> _EXTRACTED DATA_:
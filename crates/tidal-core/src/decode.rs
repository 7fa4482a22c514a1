//! Best-effort decoding of SSE `data:` payloads.
//!
//! Payloads arrive HTML-escaped and frequently double-encoded: an outer JSON
//! object whose `data` member is itself a JSON document serialised as a
//! string. Decoding never fails; the worst case is a [`EventData::Raw`].

use std::borrow::Cow;

use serde_json::Value;
use tracing::trace;

use crate::event::EventData;

const ENTITIES: [(&str, char); 5] = [
    ("&quot;", '"'),
    ("&amp;", '&'),
    ("&lt;", '<'),
    ("&gt;", '>'),
    ("&#39;", '\''),
];

/// Replaces the five HTML entities the backend emits, in a single pass.
///
/// Text produced by a replacement is never rescanned, so `&amp;quot;`
/// becomes `&quot;` and not `"`.
pub fn unescape_entities(input: &str) -> Cow<'_, str> {
    if !input.contains('&') {
        return Cow::Borrowed(input);
    }

    let mut out = String::with_capacity(input.len());
    let mut rest = input;
    while let Some(pos) = rest.find('&') {
        out.push_str(&rest[..pos]);
        let tail = &rest[pos..];
        match ENTITIES.iter().find(|(entity, _)| tail.starts_with(entity)) {
            Some((entity, ch)) => {
                out.push(*ch);
                rest = &tail[entity.len()..];
            }
            None => {
                out.push('&');
                rest = &tail[1..];
            }
        }
    }
    out.push_str(rest);
    Cow::Owned(out)
}

/// Decodes one raw `data:` payload.
pub fn decode_data(raw: &str) -> EventData {
    let text = unescape_entities(raw);
    match serde_json::from_str::<Value>(&text) {
        Ok(mut value) => {
            unwrap_nested_data(&mut value);
            EventData::Json(value)
        }
        Err(err) => {
            trace!(event = "sse_data_raw", error = %err, len = text.len());
            EventData::Raw(text.into_owned())
        }
    }
}

/// Parses `value.data` in place when it is a string holding a JSON object.
fn unwrap_nested_data(value: &mut Value) {
    let Some(slot) = value.as_object_mut().and_then(|map| map.get_mut("data")) else {
        return;
    };
    let parsed = match &*slot {
        Value::String(inner) if inner.contains('{') => match serde_json::from_str::<Value>(inner) {
            Ok(parsed) => Some(parsed),
            Err(err) => {
                trace!(event = "sse_nested_data_kept", error = %err);
                None
            }
        },
        _ => None,
    };
    if let Some(parsed) = parsed {
        *slot = parsed;
    }
}

#[cfg(test)]
mod tests {
    use super::*;
    use serde_json::json;

    #[test]
    fn unescapes_known_entities() {
        assert_eq!(
            unescape_entities("&lt;b&gt; &quot;x&quot; &#39;y&#39; a&amp;b"),
            "<b> \"x\" 'y' a&b"
        );
    }

    #[test]
    fn unescape_is_single_pass() {
        assert_eq!(unescape_entities("&amp;quot;"), "&quot;");
        assert_eq!(unescape_entities("&amp;lt;"), "&lt;");
    }

    #[test]
    fn unknown_entities_are_left_alone() {
        assert_eq!(unescape_entities("&nbsp; & &"), "&nbsp; & &");
        assert!(matches!(unescape_entities("plain"), Cow::Borrowed("plain")));
    }

    #[test]
    fn nested_json_string_is_unwrapped() {
        let decoded = decode_data(r#"{"data":"{\"foo\":1}"}"#);
        assert_eq!(decoded, EventData::Json(json!({"data": {"foo": 1}})));
    }

    #[test]
    fn escaped_payload_is_parsed() {
        let decoded = decode_data("{&quot;content&quot;:&quot;a &lt; b&quot;}");
        assert_eq!(decoded, EventData::Json(json!({"content": "a < b"})));
    }

    #[test]
    fn broken_inner_json_keeps_string() {
        let decoded = decode_data(r#"{"data":"{not json"}"#);
        assert_eq!(decoded, EventData::Json(json!({"data": "{not json"})));
    }

    #[test]
    fn inner_string_without_brace_is_untouched() {
        let decoded = decode_data(r#"{"data":"[1,2]"}"#);
        assert_eq!(decoded, EventData::Json(json!({"data": "[1,2]"})));
    }

    #[test]
    fn non_json_payload_is_raw() {
        assert_eq!(decode_data("hello"), EventData::Raw("hello".to_string()));
        assert_eq!(
            decode_data("&quot;open"),
            EventData::Raw("\"open".to_string())
        );
    }

    #[test]
    fn scalar_json_is_kept() {
        assert_eq!(decode_data("42"), EventData::Json(json!(42)));
        assert_eq!(decode_data("{}"), EventData::Json(json!({})));
    }
}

> _REQUIRED WORK_:
Go through the records above and return every line that holds the string "decoded".

> _TASK RESULT_:
        let decoded = decode_data(r#"{"data":"{\"foo\":1}"}"#);
        assert_eq!(decoded, EventData::Json(json!({"data": {"foo": 1}})));
        let decoded = decode_data("{&quot;content&quot;:&quot;a &lt; b&quot;}");
        assert_eq!(decoded, EventData::Json(json!({"content": "a < b"})));
        let decoded = decode_data(r#"{"data":"{not json"}"#);
        assert_eq!(decoded, EventData::Json(json!({"data": "{not json"})));
        let decoded = decode_data(r#"{"data":"[1,2]"}"#);
        assert_eq!(decoded, EventData::Json(json!({"data": "[1,2]"})));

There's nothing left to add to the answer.